Patriarchy, the organisation of societies so that men tend to exert a large degree of control and power over women is fairly ubiquitous. A large part of the agenda of contemporary feminist movements is to make a political, economic, and cultural challenge
to patriarchy – at the level of both the state, and individual people’s lives (hence the well-known phrase ‘the personal is the political’). One means by which the power imbalance can be challenged, and changed, is through an understanding of how such power works – how it is justified, as well as its social and economic underpinnings.
As I have mentioned above, some feminist writers – such as Mary Daly (1973) – have singled out religion as a basic element of patriarchy, since many religions seem to give women a particularly hard time. A Marx-derived perspective argues that the image of god is used by those in power as a misrepresentation of the struggle of class against class. This can be reworked as a feminist argument that the male creator god (of Christianity and other religions) is a tool of the oppression of women – gender against gender, rather than class against class. Such a god is no more than a matter of men writing their political dominance on to ‘heaven’, and the institutions which men produce for such a god, particularly churches, are key tools for controlling women.”

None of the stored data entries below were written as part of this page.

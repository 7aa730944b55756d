use crate::{
    config::{DefaultOneWireConfig, OneWireConfig, OverdriveOneWireConfig},
    consts::rom_commands,
    rom::{RomCode, RomData},
    Error,
};

use core::marker::PhantomData;
use embedded_hal::blocking::delay::DelayUs;
use switch_hal::{InputSwitch, OutputSwitch};

/// Represents 1-Wire bus master.
///
/// Bytes are transferred least significant bit first.
pub trait OneWire {
    /// Hardware error.
    type Error;

    /// Issue a reset pulse, returns `true` if any device answered with a presence pulse.
    fn reset(&mut self) -> Result<bool, Self::Error>;

    /// Write one time slot.
    fn write_bit(&mut self, bit: bool) -> Result<(), Self::Error>;

    /// Read one time slot.
    fn read_bit(&mut self) -> Result<bool, Self::Error>;

    /// Wait with the line released.
    fn delay_us(&mut self, us: u16);

    /// Write a byte.
    fn write_byte(&mut self, byte: u8) -> Result<(), Self::Error> {
        for bit in 0..8 {
            self.write_bit(byte & (1 << bit) != 0)?;
        }

        Ok(())
    }

    /// Read a byte.
    fn read_byte(&mut self) -> Result<u8, Self::Error> {
        let mut byte = 0;

        for bit in 0..8 {
            if self.read_bit()? {
                byte |= 1 << bit;
            }
        }

        Ok(byte)
    }

    /// Write a slice.
    fn write_bytes(&mut self, data: &[u8]) -> Result<(), Self::Error> {
        for byte in data.iter() {
            self.write_byte(*byte)?;
        }

        Ok(())
    }

    /// Read a slice.
    fn read_bytes(&mut self, data: &mut [u8]) -> Result<(), Self::Error> {
        for byte in data.iter_mut() {
            *byte = self.read_byte()?;
        }

        Ok(())
    }
}

impl<T: OneWire + ?Sized> OneWire for &mut T {
    type Error = T::Error;

    fn reset(&mut self) -> Result<bool, Self::Error> {
        (**self).reset()
    }

    fn write_bit(&mut self, bit: bool) -> Result<(), Self::Error> {
        (**self).write_bit(bit)
    }

    fn read_bit(&mut self) -> Result<bool, Self::Error> {
        (**self).read_bit()
    }

    fn delay_us(&mut self, us: u16) {
        (**self).delay_us(us)
    }

    fn write_byte(&mut self, byte: u8) -> Result<(), Self::Error> {
        (**self).write_byte(byte)
    }

    fn read_byte(&mut self) -> Result<u8, Self::Error> {
        (**self).read_byte()
    }
}

/// Bit-banged 1-Wire master over an open-drain pin.
///
/// `Pin` - active-low switch: `on` drives the line low, `is_active` means the line is low.
/// `Delay` - microsecond delay.
/// `Config` - timing config.
pub struct OneWirePin<Pin, Delay, Config: OneWireConfig> {
    pin: Pin,
    delay: Delay,
    config: PhantomData<Config>,
}

impl<Pin, Delay, Config, E> OneWirePin<Pin, Delay, Config>
where
    Pin: OutputSwitch<Error = E> + InputSwitch<Error = E>,
    Delay: DelayUs<u16>,
    Config: OneWireConfig,
{
    /// Creates a new [`OneWirePin<Pin, Delay, Config>`] and releases the line.
    pub fn new(mut pin: Pin, delay: Delay) -> Result<Self, E> {
        pin.off()?;

        Ok(OneWirePin {
            pin,
            delay,
            config: PhantomData::<Config>,
        })
    }

    /// Returns the pin and delay.
    pub fn free(self) -> (Pin, Delay) {
        (self.pin, self.delay)
    }

    /// Change slot timings, the line is left as is.
    ///
    /// A standard speed reset returns all devices to standard speed.
    pub fn into_config<Other: OneWireConfig>(self) -> OneWirePin<Pin, Delay, Other> {
        OneWirePin {
            pin: self.pin,
            delay: self.delay,
            config: PhantomData::<Other>,
        }
    }

    /// Drive low for `low_us`, release, wait `release_us`.
    fn pulse(&mut self, low_us: u16, release_us: u16) -> Result<(), E> {
        self.pin.on()?;
        self.delay.delay_us(low_us);
        self.pin.off()?;
        self.delay.delay_us(release_us);

        Ok(())
    }
}

impl<Pin, Delay, E> OneWirePin<Pin, Delay, DefaultOneWireConfig>
where
    Pin: OutputSwitch<Error = E> + InputSwitch<Error = E>,
    Delay: DelayUs<u16>,
{
    /// Address all devices and switch the bus to overdrive speed.
    pub fn overdrive_skip_rom(
        mut self,
    ) -> Result<OneWirePin<Pin, Delay, OverdriveOneWireConfig>, Error<E>> {
        reset(&mut self)?;
        self.write_byte(rom_commands::OVERDRIVE_SKIP_ROM)
            .map_err(Error::Bus)?;

        debug!("1-Wire bus switched to overdrive");
        Ok(self.into_config())
    }

    /// Address one device at overdrive speed, the other devices stay at standard speed.
    pub fn overdrive_match_rom(
        mut self,
        rom: &RomCode,
    ) -> Result<OneWirePin<Pin, Delay, OverdriveOneWireConfig>, Error<E>> {
        reset(&mut self)?;
        self.write_byte(rom_commands::OVERDRIVE_MATCH_ROM)
            .map_err(Error::Bus)?;

        let mut bus = self.into_config::<OverdriveOneWireConfig>();
        bus.write_bytes(&rom.to_bytes()).map_err(Error::Bus)?;

        debug!("1-Wire device {:02X} switched to overdrive", rom.to_bytes());
        Ok(bus)
    }
}

impl<Pin, Delay, Config, E> OneWire for OneWirePin<Pin, Delay, Config>
where
    Pin: OutputSwitch<Error = E> + InputSwitch<Error = E>,
    Delay: DelayUs<u16>,
    Config: OneWireConfig,
{
    type Error = E;

    fn reset(&mut self) -> Result<bool, E> {
        self.pulse(Config::RESET_LOW_US, Config::PRESENCE_WAIT_US)?;
        let presence = self.pin.is_active()?;
        self.delay.delay_us(Config::RESET_RECOVERY_US);

        Ok(presence)
    }

    fn write_bit(&mut self, bit: bool) -> Result<(), E> {
        if bit {
            self.pulse(Config::WRITE_ONE_LOW_US, Config::WRITE_ONE_RECOVERY_US)
        } else {
            self.pulse(Config::WRITE_ZERO_LOW_US, Config::WRITE_ZERO_RECOVERY_US)
        }
    }

    fn read_bit(&mut self) -> Result<bool, E> {
        self.pulse(Config::READ_LOW_US, Config::READ_SAMPLE_US)?;
        let low = self.pin.is_active()?;
        self.delay.delay_us(Config::READ_RECOVERY_US);

        Ok(!low)
    }

    fn delay_us(&mut self, us: u16) {
        self.delay.delay_us(us);
    }
}

/// Reset the bus and require a presence pulse.
pub fn reset<W: OneWire>(bus: &mut W) -> Result<(), Error<W::Error>> {
    if bus.reset().map_err(Error::Bus)? {
        Ok(())
    } else {
        warn!("No presence pulse on 1-Wire bus");
        Err(Error::NoPresence)
    }
}

/// Read the address of the only device on the bus.
pub fn read_rom<W: OneWire>(bus: &mut W) -> Result<RomCode, Error<W::Error>> {
    let mut bytes: RomData = [0; 8];

    reset(bus)?;
    bus.write_byte(rom_commands::READ_ROM).map_err(Error::Bus)?;
    bus.read_bytes(&mut bytes).map_err(Error::Bus)?;

    RomCode::from_bytes(bytes).validate()
}

/// Reset and address one device.
pub fn match_rom<W: OneWire>(bus: &mut W, rom: &RomCode) -> Result<(), Error<W::Error>> {
    reset(bus)?;
    bus.write_byte(rom_commands::MATCH_ROM).map_err(Error::Bus)?;
    bus.write_bytes(&rom.to_bytes()).map_err(Error::Bus)
}

/// Reset and address all devices.
pub fn skip_rom<W: OneWire>(bus: &mut W) -> Result<(), Error<W::Error>> {
    reset(bus)?;
    bus.write_byte(rom_commands::SKIP_ROM).map_err(Error::Bus)
}

/// Search type.
#[derive(Debug, Clone, Copy, PartialEq, Eq)]
#[cfg_attr(feature = "defmt", derive(defmt::Format))]
pub enum SearchKind {
    /// All devices.
    Normal,
    /// Devices with an alarm condition.
    Alarm,
}

impl SearchKind {
    fn command(self) -> u8 {
        match self {
            SearchKind::Normal => rom_commands::SEARCH_ROM,
            SearchKind::Alarm => rom_commands::ALARM_SEARCH,
        }
    }
}

/// ROM search state.
///
/// Bit positions are 1-based, 0 means none.
#[derive(Debug, Clone)]
pub struct RomSearch {
    kind: SearchKind,
    rom: RomData,
    last_discrepancy: u8,
    last_family_discrepancy: u8,
    last_device: bool,
}

impl RomSearch {
    /// Count of ROM bits.
    const ROM_BITS: u8 = 64;

    /// Creates a new search from the first device.
    pub fn new(kind: SearchKind) -> Self {
        RomSearch {
            kind,
            rom: [0; 8],
            last_discrepancy: 0,
            last_family_discrepancy: 0,
            last_device: false,
        }
    }

    /// Creates a new search, that starts from the first device of `family`.
    ///
    /// The first found device is of another family if `family` is not on the bus.
    pub fn with_family(kind: SearchKind, family: u8) -> Self {
        let mut search = Self::new(kind);
        search.rom[0] = family;
        search.last_discrepancy = Self::ROM_BITS;
        search
    }

    /// Continue after the remaining devices of the last found family.
    pub fn skip_family(&mut self) {
        self.last_discrepancy = self.last_family_discrepancy;
        self.last_family_discrepancy = 0;

        if self.last_discrepancy == 0 {
            self.last_device = true;
        }
    }

    /// Restart from the first device.
    pub fn restart(&mut self) {
        *self = Self::new(self.kind);
    }

    /// Find the next device, `None` when all were found.
    pub fn next<W: OneWire>(&mut self, bus: &mut W) -> Result<Option<RomCode>, Error<W::Error>> {
        if self.last_device {
            return Ok(None);
        }

        if let Err(err) = reset(bus) {
            self.restart();
            return Err(err);
        }

        bus.write_byte(self.kind.command()).map_err(Error::Bus)?;

        let mut last_zero = 0;

        for id_bit_number in 1..=Self::ROM_BITS {
            let byte = usize::from((id_bit_number - 1) / 8);
            let mask = 1 << ((id_bit_number - 1) % 8);

            let id_bit = bus.read_bit().map_err(Error::Bus)?;
            let cmp_id_bit = bus.read_bit().map_err(Error::Bus)?;

            let direction = match (id_bit, cmp_id_bit) {
                (true, true) if id_bit_number == 1 => {
                    debug!("No device takes part in the search");
                    self.last_device = true;
                    return Ok(None);
                }
                (true, true) => {
                    error!("Device left the search at bit {=u8}", id_bit_number);
                    self.restart();
                    return Err(Error::NoDevice);
                }
                (false, false) => {
                    let direction = if id_bit_number < self.last_discrepancy {
                        self.rom[byte] & mask != 0
                    } else {
                        id_bit_number == self.last_discrepancy
                    };

                    if !direction {
                        last_zero = id_bit_number;
                        if last_zero < 9 {
                            self.last_family_discrepancy = last_zero;
                        }
                    }

                    direction
                }
                (bit, _) => bit,
            };

            if direction {
                self.rom[byte] |= mask;
            } else {
                self.rom[byte] &= !mask;
            }

            bus.write_bit(direction).map_err(Error::Bus)?;
        }

        self.last_discrepancy = last_zero;
        if self.last_discrepancy == 0 {
            self.last_device = true;
        }

        match RomCode::from_bytes(self.rom).validate() {
            Ok(rom) => {
                debug!("Found 1-Wire device: {:02X}", self.rom);
                Ok(Some(rom))
            }
            Err(err) => {
                self.restart();
                Err(err)
            }
        }
    }
}
//! Logging macros, forwarded to `defmt` when the `defmt` feature is enabled.

#![allow(unused_macros)]

macro_rules! trace {
    ($s:literal $(, $x:expr)* $(,)?) => {{
        #[cfg(feature = "defmt")]
        ::defmt::trace!($s $(, $x)*);
        #[cfg(not(feature = "defmt"))]
        let _ = ($( & $x ),*);
    }};
}

macro_rules! debug {
    ($s:literal $(, $x:expr)* $(,)?) => {{
        #[cfg(feature = "defmt")]
        ::defmt::debug!($s $(, $x)*);
        #[cfg(not(feature = "defmt"))]
        let _ = ($( & $x ),*);
    }};
}

macro_rules! info {
    ($s:literal $(, $x:expr)* $(,)?) => {{
        #[cfg(feature = "defmt")]
        ::defmt::info!($s $(, $x)*);
        #[cfg(not(feature = "defmt"))]
        let _ = ($( & $x ),*);
    }};
}

macro_rules! warn {
    ($s:literal $(, $x:expr)* $(,)?) => {{
        #[cfg(feature = "defmt")]
        ::defmt::warn!($s $(, $x)*);
        #[cfg(not(feature = "defmt"))]
        let _ = ($( & $x ),*);
    }};
}

macro_rules! error {
    ($s:literal $(, $x:expr)* $(,)?) => {{
        #[cfg(feature = "defmt")]
        ::defmt::error!($s $(, $x)*);
        #[cfg(not(feature = "defmt"))]
        let _ = ($( & $x ),*);
    }};
}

T2: “In the context of Egypt in the late twentieth century, Hala Shukrallah (1994) explores the possible reasons why Muslim women do ‘still’ wear the veil, or more correctly the hijab head- scarf. First, she notes that women are often given the task of symbolically representing traditional values. That is, women rather than men have the responsibility for upholding decency, Islamic and Muslim values, and morals in times of rapid social, economic, and cultural change. Hence, ‘decent’ behaviour by women, such as the wearing of ‘proper’ and modest religious dress, becomes imperative not only for the women themselves, but also for the sake of society as a whole, both women and men.”